Ce dispositif, précisé sur certains points par le décret du 12 juin 2017 (C. mon. fin. art. R 561-55 s. ; BPAT 5/17 inf. 178), suscite de nombreuses questions délicates laissées sans réponse par les textes.

2. La première de ces questions concerne la notion de bénéficiaire effectif : le décret définissant cette notion n’étant pas encore paru (il devrait être publié prochainement), quelle définition retenir en attendant ? Comme nous l’avons déjà indiqué (BPAT 5/17 inf. 178 n° 3), il y a lieu de se référer à la définition de l’actuel article R 561-1 du Code monétaire et financier en matière de réglementation sur le blanchiment : personnes physiques qui soit détiennent, directement ou indirectement, plus de 25 % du capital ou des droits de vote de la société, soit exercent, par tout autre moyen, un pouvoir de contrôle sur les organes de gestion, d’administration ou de direction de la société ou sur l’assemblée générale des associés.

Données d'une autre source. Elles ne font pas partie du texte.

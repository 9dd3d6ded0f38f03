//! Exposure Aggregator
//!
//! Nets signed quantity across every derivative contract of an underlying,
//! combining filled holdings with still-working orders.
//!
//! ## Target resolution
//!
//! The target may be the underlying itself or any of its derivatives; both
//! resolve to the underlying's ticker. Only derivative contracts contribute.
//! A holding in the underlying (e.g. 100 SPY shares) never counts towards
//! `net_exposure(SPY)`.
//!
//! ## Netting
//!
//! ```text
//! net = long holdings - short holdings + buy orders - sell orders
//! ```
//!
//! For orders, the sign of the *order* quantity decides long/short intent,
//! independent of the sign of any current holding.

use chainbook_core::{Holding, InstrumentId, OpenOrder, Quantity};
use log::trace;
use rust_decimal::Decimal;

use crate::config::OrderQuantityBasis;

/// Which legs an aggregation includes
#[derive(Debug, Clone, Copy, PartialEq, Eq)]
pub struct LegFilter {
    pub long: bool,
    pub short: bool,
}

impl LegFilter {
    pub const LONG: Self = Self {
        long: true,
        short: false,
    };
    pub const SHORT: Self = Self {
        long: false,
        short: true,
    };
    pub const BOTH: Self = Self {
        long: true,
        short: true,
    };

    /// Absolute size of `signed` if its leg is included, zero otherwise
    fn contribution(&self, signed: Quantity) -> Quantity {
        let included =
            (self.long && signed > Decimal::ZERO) || (self.short && signed < Decimal::ZERO);
        if included {
            signed.abs()
        } else {
            Decimal::ZERO
        }
    }
}

/// Components of the net exposure to one underlying, all non-negative
#[derive(Debug, Clone, Copy, Default, PartialEq, Eq)]
pub struct ExposureBreakdown {
    /// Sum of long derivative holdings
    pub holding_long: Quantity,
    /// Sum of short derivative holdings (absolute)
    pub holding_short: Quantity,
    /// Sum of working buy orders
    pub order_long: Quantity,
    /// Sum of working sell orders (absolute)
    pub order_short: Quantity,
}

impl ExposureBreakdown {
    /// Net signed exposure: positive = net long, negative = net short
    pub fn net(&self) -> Quantity {
        self.holdings_net() + self.orders_net()
    }

    /// Net of filled holdings only
    pub fn holdings_net(&self) -> Quantity {
        self.holding_long - self.holding_short
    }

    /// Net of working orders only
    pub fn orders_net(&self) -> Quantity {
        self.order_long - self.order_short
    }

    /// Flat or fully hedged
    pub fn is_flat(&self) -> bool {
        self.net().is_zero()
    }
}

/// Absolute quantity of invested derivative holdings on `target`'s
/// underlying, restricted to the legs in `legs`.
pub fn holding_quantity<'a, I>(holdings: I, target: &InstrumentId, legs: LegFilter) -> Quantity
where
    I: IntoIterator<Item = &'a Holding>,
{
    let symbol = target.target_symbol();
    holdings
        .into_iter()
        .filter(|holding| holding.is_invested() && holding.instrument.is_derivative_of(symbol))
        .map(|holding| legs.contribution(holding.quantity))
        .sum()
}

/// Absolute quantity of open orders on derivatives of `target`'s underlying,
/// restricted to the legs in `legs`. Uses the full order quantity.
pub fn open_order_quantity<'a, I>(orders: I, target: &InstrumentId, legs: LegFilter) -> Quantity
where
    I: IntoIterator<Item = &'a OpenOrder>,
{
    open_order_quantity_by(orders, target, legs, OrderQuantityBasis::Ordered)
}

/// `open_order_quantity` with an explicit quantity basis
pub fn open_order_quantity_by<'a, I>(
    orders: I,
    target: &InstrumentId,
    legs: LegFilter,
    basis: OrderQuantityBasis,
) -> Quantity
where
    I: IntoIterator<Item = &'a OpenOrder>,
{
    let symbol = target.target_symbol();
    orders
        .into_iter()
        .filter(|order| order.instrument.is_derivative_of(symbol))
        .map(|order| legs.contribution(basis.signed_quantity(order)))
        .sum()
}

/// All four exposure components for `target` in one pass over each source
pub fn exposure_breakdown<'a, H, O>(holdings: H, orders: O, target: &InstrumentId) -> ExposureBreakdown
where
    H: IntoIterator<Item = &'a Holding>,
    O: IntoIterator<Item = &'a OpenOrder>,
{
    exposure_breakdown_by(holdings, orders, target, OrderQuantityBasis::Ordered)
}

/// `exposure_breakdown` with an explicit quantity basis for orders
pub fn exposure_breakdown_by<'a, H, O>(
    holdings: H,
    orders: O,
    target: &InstrumentId,
    basis: OrderQuantityBasis,
) -> ExposureBreakdown
where
    H: IntoIterator<Item = &'a Holding>,
    O: IntoIterator<Item = &'a OpenOrder>,
{
    let symbol = target.target_symbol();
    let mut breakdown = ExposureBreakdown::default();

    for holding in holdings
        .into_iter()
        .filter(|holding| holding.is_invested() && holding.instrument.is_derivative_of(symbol))
    {
        breakdown.holding_long += LegFilter::LONG.contribution(holding.quantity);
        breakdown.holding_short += LegFilter::SHORT.contribution(holding.quantity);
    }

    for order in orders
        .into_iter()
        .filter(|order| order.instrument.is_derivative_of(symbol))
    {
        let signed = basis.signed_quantity(order);
        breakdown.order_long += LegFilter::LONG.contribution(signed);
        breakdown.order_short += LegFilter::SHORT.contribution(signed);
    }

    trace!("Exposure for {}: {:?}", symbol, breakdown);
    breakdown
}

/// Net signed exposure to `target`'s underlying across derivative holdings
/// and open orders. Empty inputs yield zero.
pub fn net_exposure<'a, H, O>(holdings: H, orders: O, target: &InstrumentId) -> Quantity
where
    H: IntoIterator<Item = &'a Holding>,
    O: IntoIterator<Item = &'a OpenOrder>,
{
    exposure_breakdown(holdings, orders, target).net()
}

3. A la lettre du texte, toutes les sociétés civiles immatriculées ou en cours d’immatriculation sont visées par la nouvelle obligation d’information, y compris celles dont le capital n’est détenu que par des personnes physiques, dont l’identification ne pose pas de problème puisque chaque associé de société civile doit déjà être déclaré au RCS (C. com. art. R 123-54, 1°).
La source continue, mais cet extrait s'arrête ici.